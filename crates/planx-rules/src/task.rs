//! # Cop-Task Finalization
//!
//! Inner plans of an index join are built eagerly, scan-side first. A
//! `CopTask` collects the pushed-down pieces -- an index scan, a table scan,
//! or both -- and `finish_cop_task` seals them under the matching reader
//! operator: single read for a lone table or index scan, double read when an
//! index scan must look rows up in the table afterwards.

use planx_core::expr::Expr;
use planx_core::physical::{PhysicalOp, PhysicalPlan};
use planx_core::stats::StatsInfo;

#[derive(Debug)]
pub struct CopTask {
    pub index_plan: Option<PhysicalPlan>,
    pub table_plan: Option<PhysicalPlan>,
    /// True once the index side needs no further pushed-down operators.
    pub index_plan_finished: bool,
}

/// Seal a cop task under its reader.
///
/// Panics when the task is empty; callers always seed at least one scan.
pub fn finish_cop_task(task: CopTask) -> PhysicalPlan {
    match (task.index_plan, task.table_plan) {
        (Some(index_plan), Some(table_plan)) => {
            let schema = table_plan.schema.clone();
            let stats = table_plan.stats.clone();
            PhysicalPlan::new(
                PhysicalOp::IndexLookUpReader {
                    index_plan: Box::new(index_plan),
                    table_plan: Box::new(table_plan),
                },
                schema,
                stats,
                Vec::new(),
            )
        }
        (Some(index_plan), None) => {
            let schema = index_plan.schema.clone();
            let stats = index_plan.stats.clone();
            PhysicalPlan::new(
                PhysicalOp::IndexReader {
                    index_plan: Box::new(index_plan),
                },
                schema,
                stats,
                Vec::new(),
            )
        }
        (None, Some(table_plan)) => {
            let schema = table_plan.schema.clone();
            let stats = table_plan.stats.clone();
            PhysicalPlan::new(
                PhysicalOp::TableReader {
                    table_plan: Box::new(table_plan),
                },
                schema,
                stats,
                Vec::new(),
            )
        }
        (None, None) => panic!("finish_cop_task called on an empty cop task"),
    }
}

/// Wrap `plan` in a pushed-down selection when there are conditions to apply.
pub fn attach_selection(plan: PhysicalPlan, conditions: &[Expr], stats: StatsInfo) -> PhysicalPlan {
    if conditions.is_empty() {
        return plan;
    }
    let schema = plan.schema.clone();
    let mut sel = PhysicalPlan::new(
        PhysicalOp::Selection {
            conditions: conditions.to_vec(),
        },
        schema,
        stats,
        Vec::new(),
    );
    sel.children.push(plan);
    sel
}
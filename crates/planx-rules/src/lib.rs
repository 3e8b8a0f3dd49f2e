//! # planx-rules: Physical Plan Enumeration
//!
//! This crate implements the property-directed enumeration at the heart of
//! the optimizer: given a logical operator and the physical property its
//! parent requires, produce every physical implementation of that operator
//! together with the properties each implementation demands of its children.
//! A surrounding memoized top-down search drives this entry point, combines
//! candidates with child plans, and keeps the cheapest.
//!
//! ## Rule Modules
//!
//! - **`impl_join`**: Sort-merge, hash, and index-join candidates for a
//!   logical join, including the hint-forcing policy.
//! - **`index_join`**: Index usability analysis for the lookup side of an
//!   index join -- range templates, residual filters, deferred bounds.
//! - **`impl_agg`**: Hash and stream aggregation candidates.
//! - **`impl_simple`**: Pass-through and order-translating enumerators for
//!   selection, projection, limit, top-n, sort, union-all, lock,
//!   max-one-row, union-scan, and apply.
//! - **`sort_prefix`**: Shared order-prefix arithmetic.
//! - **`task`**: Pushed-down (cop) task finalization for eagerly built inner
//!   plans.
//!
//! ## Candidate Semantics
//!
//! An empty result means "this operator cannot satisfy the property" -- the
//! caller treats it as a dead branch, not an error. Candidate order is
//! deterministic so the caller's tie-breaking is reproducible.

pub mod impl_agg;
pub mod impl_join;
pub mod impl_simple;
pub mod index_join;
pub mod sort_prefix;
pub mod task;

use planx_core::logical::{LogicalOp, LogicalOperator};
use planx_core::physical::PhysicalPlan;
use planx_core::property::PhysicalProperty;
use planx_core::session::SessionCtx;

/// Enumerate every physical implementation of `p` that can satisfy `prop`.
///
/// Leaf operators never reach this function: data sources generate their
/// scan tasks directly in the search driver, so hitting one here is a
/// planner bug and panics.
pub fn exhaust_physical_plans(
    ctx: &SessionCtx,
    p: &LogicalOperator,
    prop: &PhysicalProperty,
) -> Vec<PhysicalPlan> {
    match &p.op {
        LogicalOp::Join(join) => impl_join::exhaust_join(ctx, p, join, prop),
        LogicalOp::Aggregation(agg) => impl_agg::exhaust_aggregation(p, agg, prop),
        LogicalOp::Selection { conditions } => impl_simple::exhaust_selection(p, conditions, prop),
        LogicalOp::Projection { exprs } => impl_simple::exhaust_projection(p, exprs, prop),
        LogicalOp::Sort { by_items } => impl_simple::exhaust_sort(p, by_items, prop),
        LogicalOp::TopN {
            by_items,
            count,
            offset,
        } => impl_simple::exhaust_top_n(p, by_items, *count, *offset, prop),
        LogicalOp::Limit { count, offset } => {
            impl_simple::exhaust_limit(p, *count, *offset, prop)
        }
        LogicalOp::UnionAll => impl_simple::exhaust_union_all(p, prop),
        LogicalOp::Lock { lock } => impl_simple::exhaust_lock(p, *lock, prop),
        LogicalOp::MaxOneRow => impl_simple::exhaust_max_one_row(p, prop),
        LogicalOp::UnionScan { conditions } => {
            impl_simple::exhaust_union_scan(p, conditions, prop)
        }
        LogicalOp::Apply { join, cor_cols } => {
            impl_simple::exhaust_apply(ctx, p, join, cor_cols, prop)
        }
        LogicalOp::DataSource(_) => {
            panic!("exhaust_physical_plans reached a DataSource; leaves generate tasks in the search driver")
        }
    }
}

[What you are asked to do] Please give again only the lines from the start of the material through the line holding "the table afterwards.", exactly as they are written.

[Exercise output]
filename crates/planx-rules/src/task.rs
//! # Cop-Task Finalization
//!
//! Inner plans of an index join are built eagerly, scan-side first. A
//! `CopTask` collects the pushed-down pieces -- an index scan, a table scan,
//! or both -- and `finish_cop_task` seals them under the matching reader
//! operator: single read for a lone table or index scan, double read when an
//! index scan must look rows up in the table afterwards.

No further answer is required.